In order to get under this year’s $85.5 million dollar salary cap, the Steelers offered Bettis a $2.7 million dollar pay cut for the 2005 season. And in order to play one more year, perhaps his last season in pro ball, with the Steelers, The Bus agreed (his $5.4 million salary for 2006 was similarly scrapped).

A player of Bettis’ caliber could have taken his stats and his skills to another team and would have been rewarded with the $10 million two-year paycheck he turned down to stay in Pittsburgh.

Jerome Bettis can be described by many adjectives, but one of them certainly has to be “unselfish.”

Contrast Bettis with two men who have been in the news recently – one whose name we know, one whose name is kept secret to protect his privacy.

The man whose name we do not know, but who certainly should have no consideration of privacy of any kind, is a New York man who sparked fears of a powerful new strain of HIV.

In the months before his diagnosis, the unnamed patient had unprotected sex with more than 100 men. The strain of the AIDS virus that he is carrying is resistant to 19 of the 20 drugs which are currently used to fight HIV, and becomes full-blown AIDS in months, not years.

This sicko had wild orgies fueled by crystal meth. If his 100 sex partners have also had unprotected sexual contact, the fear being expressed at the Aaron Diamond AIDS Research Center in Manhattan and at the U.S. Centers for Disease Control and Prevention are well justified. A new superbug which has the potential to be more deadly than any strain of HIV yet seen is a very real possibility – thanks to a 40-year-old man whose personal gratification was selfishly fulfilled.

The third man in this selfish-unselfish scenario is Michael Schiavo, the man who is trying to kill Terri Schiavo.

After Terri suffered catastrophic brain damage in 1990, her husband, Michael, soon forgot that he was married.

I do not know the marriage vows that Terri Schindler and Michael Schiavo pledge to each other, but they were probably similar to the ones most of us have taken: “I will be faithful to you ... in sickness and in health, for better or for worse ... as long as we both shall live.”

For the last ten years, Michael Schiavo has been living as though he never made those promises to Terri. A fact that the news media rarely comments on is that while his wife has been a patient in a health care facility, totally dependant upon others, Michael moved in with another woman and fathered children in an adulterous relationship.
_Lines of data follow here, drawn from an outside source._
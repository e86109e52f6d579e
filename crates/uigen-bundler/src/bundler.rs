//! Module graph traversal and bundle linking.
//!
//! The bundler walks the import graph depth-first from the entry point,
//! compiles every project module once, and links the results into a single
//! ES module:
//!
//! ```text
//! import * as __ext_0 from "https://esm.sh/react@19.1.0";   // hoisted externals
//! const __modules = new Map(); ...                          // registry runtime
//! const __jsx = ...createElement;                           // JSX factory
//! __modules.set("react", __ext_0);                          // externals, styles
//! __define("/Button.jsx", function (__exports) { ... });    // dependencies first
//! __define("/App.jsx", function (__exports) { ... });       // entry last
//! const __entry = __require("/App.jsx");
//! export default __entry.default;
//! ```
//!
//! Factories run lazily on first `__require`, and a module's exports object is
//! registered before its factory runs, so import cycles terminate.

use crate::cache::TranspileCache;
use crate::jsx::{FACTORY, FRAGMENT, quote_js};
use crate::modules::REQUIRE;
use crate::resolver::{ModuleIdentity, Resolver};
use crate::transpiler::{TranspiledModule, transpile};
use std::collections::HashSet;
use std::sync::Arc;
use std::time::Instant;
use uigen_core::{Error, ExternalModule, ExternalModules, Result};
use uigen_vfs::{FileSystem, VfsPath};

/// Registry runtime prepended to every bundle.
const RUNTIME: &str = r#"const __modules = new Map();
const __factories = new Map();
function __define(id, factory) {
  __factories.set(id, factory);
}
function __require(id) {
  if (__modules.has(id)) return __modules.get(id);
  const factory = __factories.get(id);
  if (!factory) throw new Error("Module not registered: " + id);
  const exports = {};
  __modules.set(id, exports);
  factory(exports);
  return exports;
}
function __export(target, getters) {
  for (const name of Object.keys(getters)) {
    Object.defineProperty(target, name, { enumerable: true, get: getters[name] });
  }
}
function __exportStar(target, source) {
  for (const name of Object.keys(source)) {
    if (name === "default" || Object.prototype.hasOwnProperty.call(target, name)) continue;
    Object.defineProperty(target, name, { enumerable: true, get: () => source[name] });
  }
}"#;

/// One compiled project module as placed in the bundle.
#[derive(Debug, Clone, PartialEq, Eq)]
pub struct ResolvedModule {
    /// Specifier the module was first reached by (the entry path for the entry)
    pub specifier: String,
    /// Resolved identity
    pub identity: ModuleIdentity,
    /// Compiled module body with imports linked
    pub code: String,
    /// Specifiers imported by this module, in source order
    pub dependencies: Vec<String>,
    /// 1-based bundle line of the first line of `code`
    pub bundle_line: usize,
}

impl ResolvedModule {
    /// Number of lines `code` occupies in the bundle.
    #[must_use]
    pub fn line_count(&self) -> usize {
        self.code.split('\n').count()
    }
}

/// A stylesheet imported by some module.
#[derive(Debug, Clone, PartialEq, Eq)]
pub struct Stylesheet {
    /// Project path of the stylesheet
    pub path: VfsPath,
    /// Raw CSS
    pub content: String,
}

/// Output of one full compile pass.
#[derive(Debug, Clone, PartialEq, Eq)]
pub struct Bundle {
    /// Entry point the graph was walked from
    pub entry: VfsPath,
    /// Project modules, dependencies before dependents
    pub modules: Vec<ResolvedModule>,
    /// Hosted modules referenced by the bundle, in discovery order
    pub externals: Vec<ExternalModule>,
    /// Stylesheets in discovery order
    pub styles: Vec<Stylesheet>,
    /// Whether the entry module exports `default`
    pub has_default_export: bool,
    /// The linked ES module
    pub code: String,
}

impl Bundle {
    /// Looks up a compiled module by project path.
    #[must_use]
    pub fn module(&self, path: &str) -> Option<&ResolvedModule> {
        self.modules.iter().find(|m| m.identity.key() == path)
    }

    /// Maps a 1-based bundle line back to `(file, line)` in the project.
    ///
    /// Returns `None` for lines of the registry runtime and glue code.
    #[must_use]
    pub fn source_location(&self, bundle_line: usize) -> Option<(&VfsPath, usize)> {
        self.modules.iter().find_map(|module| {
            let offset = bundle_line.checked_sub(module.bundle_line)?;
            if offset < module.line_count() {
                module.identity.path().map(|path| (path, offset + 1))
            } else {
                None
            }
        })
    }

    /// Concatenated CSS of all collected stylesheets.
    #[must_use]
    pub fn stylesheet(&self) -> String {
        self.styles
            .iter()
            .map(|s| format!("/* {} */\n{}", s.path, s.content))
            .collect::<Vec<_>>()
            .join("\n")
    }
}

/// Compiles a project into a [`Bundle`].
///
/// # Examples
///
/// ```
/// use uigen_bundler::Bundler;
/// use uigen_core::ExternalModules;
/// use uigen_vfs::FilesBuilder;
///
/// let fs = FilesBuilder::new()
///     .add_file("/App.jsx", "import Button from './Button';\nexport default () => <Button />;")
///     .add_file("/Button.jsx", "export default function Button() { return <button>Go</button>; }")
///     .build()
///     .unwrap();
///
/// let bundle = Bundler::new(ExternalModules::default()).bundle(&fs).unwrap();
/// assert_eq!(bundle.entry.as_str(), "/App.jsx");
/// assert_eq!(bundle.modules.len(), 2);
/// assert_eq!(bundle.modules[1].identity.key(), "/App.jsx");
/// assert!(bundle.has_default_export);
/// ```
#[derive(Debug, Clone, Default)]
pub struct Bundler {
    externals: ExternalModules,
    cache: Option<Arc<TranspileCache>>,
}

/// A module whose imports are still being walked.
struct Pending {
    specifier: String,
    path: VfsPath,
    module: Arc<TranspiledModule>,
    ids: Vec<String>,
}

impl Bundler {
    /// Creates a bundler resolving bare imports against `externals`.
    #[must_use]
    pub const fn new(externals: ExternalModules) -> Self {
        Self {
            externals,
            cache: None,
        }
    }

    /// Reuses compiled modules from `cache` across compile passes.
    #[must_use]
    pub fn with_cache(mut self, cache: Arc<TranspileCache>) -> Self {
        self.cache = Some(cache);
        self
    }

    /// Allow-listed hosted modules.
    #[must_use]
    pub const fn externals(&self) -> &ExternalModules {
        &self.externals
    }

    /// Transpile cache, when configured.
    #[must_use]
    pub fn cache(&self) -> Option<&TranspileCache> {
        self.cache.as_deref()
    }

    /// Runs one full compile pass over `fs`.
    ///
    /// # Errors
    ///
    /// - [`Error::EntryNotFound`] when no entry candidate exists
    /// - [`Error::ModuleNotFound`] / [`Error::UnsupportedModule`] for imports
    ///   that do not resolve
    /// - [`Error::TranspileError`] for the first module with a syntax error
    pub fn bundle(&self, fs: &FileSystem) -> Result<Bundle> {
        let started = Instant::now();
        let resolver = Resolver::new(fs, &self.externals);
        let entry = resolver.find_entry()?;
        let mut graph = Graph::default();

        graph.visited.insert(entry.to_string());
        let mut stack = vec![self.open(fs, entry.to_string(), entry.clone())?];

        while let Some(top) = stack.last_mut() {
            let Some(specifier) = top.module.specifiers().get(top.ids.len()).cloned() else {
                if let Some(done) = stack.pop() {
                    graph.finish(done);
                }
                continue;
            };
            let identity = resolver.resolve(&specifier, &top.path)?;
            top.ids.push(identity.key().to_string());

            match identity {
                ModuleIdentity::External(module) => graph.add_external(module),
                ModuleIdentity::Style(path) => {
                    if graph.visited.insert(path.to_string()) {
                        let content = read(fs, &path, &specifier, &top.path)?.to_string();
                        graph.styles.push(Stylesheet { path, content });
                    }
                }
                ModuleIdentity::Local(path) => {
                    if graph.visited.insert(path.to_string()) {
                        let pending = self.open(fs, specifier, path)?;
                        stack.push(pending);
                    }
                }
            }
        }

        if graph.uses_jsx {
            let react = self.externals.get(ExternalModules::FRAMEWORK).ok_or_else(|| {
                Error::UnsupportedModule {
                    specifier: ExternalModules::FRAMEWORK.to_string(),
                    importer: graph.first_jsx.clone().unwrap_or_else(|| entry.to_string()),
                }
            })?;
            graph.add_external(react);
        }

        let bundle = graph.link(entry);
        tracing::info!(
            entry = %bundle.entry,
            modules = bundle.modules.len(),
            externals = bundle.externals.len(),
            styles = bundle.styles.len(),
            bytes = bundle.code.len(),
            elapsed_us = started.elapsed().as_micros(),
            "bundled project"
        );
        Ok(bundle)
    }

    fn open(&self, fs: &FileSystem, specifier: String, path: VfsPath) -> Result<Pending> {
        let source = fs.read_file(&path).map_err(|_| Error::ModuleNotFound {
            specifier: specifier.clone(),
            importer: path.to_string(),
        })?;
        let module = match &self.cache {
            Some(cache) => cache.get_or_transpile(&path, source)?,
            None => Arc::new(transpile(&path, source)?),
        };
        Ok(Pending {
            specifier,
            path,
            module,
            ids: Vec::new(),
        })
    }
}

fn read<'fs>(
    fs: &'fs FileSystem,
    path: &VfsPath,
    specifier: &str,
    importer: &VfsPath,
) -> Result<&'fs str> {
    fs.read_file(path).map_err(|_| Error::ModuleNotFound {
        specifier: specifier.to_string(),
        importer: importer.to_string(),
    })
}

/// State accumulated during one traversal.
#[derive(Default)]
struct Graph {
    visited: HashSet<String>,
    finished: Vec<(Pending, String)>,
    externals: Vec<ExternalModule>,
    styles: Vec<Stylesheet>,
    uses_jsx: bool,
    first_jsx: Option<String>,
}

impl Graph {
    fn add_external(&mut self, module: ExternalModule) {
        if !self.externals.iter().any(|m| m.name == module.name) {
            self.externals.push(module);
        }
    }

    fn finish(&mut self, done: Pending) {
        if done.module.uses_jsx() {
            self.uses_jsx = true;
            self.first_jsx.get_or_insert_with(|| done.path.to_string());
        }
        let body = done.module.source.render_body(&done.ids);
        self.finished.push((done, body));
    }

    fn link(self, entry: VfsPath) -> Bundle {
        let mut out = Emitter::default();

        for (i, module) in self.externals.iter().enumerate() {
            out.line(&format!("import * as __ext_{i} from {};", quote_js(&module.url)));
        }
        out.line(RUNTIME);

        if self.uses_jsx
            && let Some(i) = self
                .externals
                .iter()
                .position(|m| m.name == ExternalModules::FRAMEWORK)
        {
            out.line(&format!("const __framework = __ext_{i}.default ?? __ext_{i};"));
            out.line(&format!("const {FACTORY} = __framework.createElement;"));
            out.line(&format!("const {FRAGMENT} = __framework.Fragment;"));
        }
        for (i, module) in self.externals.iter().enumerate() {
            out.line(&format!("__modules.set({}, __ext_{i});", quote_js(&module.name)));
        }
        for style in &self.styles {
            out.line(&format!("__modules.set({}, {{}});", quote_js(style.path.as_str())));
        }

        let mut modules = Vec::with_capacity(self.finished.len());
        let mut has_default_export = false;
        for (pending, body) in self.finished {
            let id = quote_js(pending.path.as_str());
            let exports = pending.module.source.render_exports(&pending.ids);
            out.line(&format!(
                "__define({id}, function (__exports) {{ __export(__exports, {exports});"
            ));
            let bundle_line = out.next_line;
            out.line(&body);
            out.line("});");
            if pending.path == entry {
                has_default_export = pending.module.has_default_export();
            }
            modules.push(ResolvedModule {
                specifier: pending.specifier,
                identity: ModuleIdentity::Local(pending.path),
                code: body,
                dependencies: pending.module.specifiers().to_vec(),
                bundle_line,
            });
        }

        out.line(&format!("const __entry = {REQUIRE}({});", quote_js(entry.as_str())));
        out.line("export default __entry.default;");

        Bundle {
            entry,
            modules,
            externals: self.externals,
            styles: self.styles,
            has_default_export,
            code: out.code,
        }
    }
}

/// Bundle text with a running line counter.
struct Emitter {
    code: String,
    /// 1-based number of the line the next `line` call starts on
    next_line: usize,
}

impl Default for Emitter {
    fn default() -> Self {
        Self {
            code: String::new(),
            next_line: 1,
        }
    }
}

impl Emitter {
    fn line(&mut self, text: &str) {
        self.code.push_str(text);
        self.code.push('\n');
        self.next_line += text.matches('\n').count() + 1;
    }
}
One of the keys of marriage – whether both parties are well or not – is unselfishness. Giving to each other. The husband giving, and being willing to give, himself for his wife – unselfishly – in the fashion demonstrated by Jesus Christ and his love for his Bride, the Church (not Mary Magdalene, as Dan Brown would have you believe).

Selfishness says, “My wife is brain dead and I deserve a life.”

Selfishness says, “It is time for my brain-injured wife to die, regardless of the wishes of her parents.”

Selfishness says, “I still have a big commitment to Terri. I made her a promise.”

Michael Schiavo did not, as far as I know, utter the first two quotes above. His behavior has acted them out, however. But the third is from his own lips.

He must let Terri die now, he says, because he has unfulfilled promises to her.

Never mind that he did not keep his promise of being faithful to his wife no matter what happened in their lives. Sleeping with another woman, Michael must now keep his promises to Terri and kill her. Excuse me, pull her feeding tube and let her die.

If Terri Schiavo had remained in good health, and if her husband had moved in with another woman, she would probably have divorced him. Because Michael’s adultery appeared after control of Terri’s life passed out of Terri’s hands, the man who abandoned her for the comfort of another woman now has the final say over whether Terri Schiavo lives or dies.

Michael Schiavo has totally disqualified himself from being Terri’s husband, but his selfishness will have the final word for her life.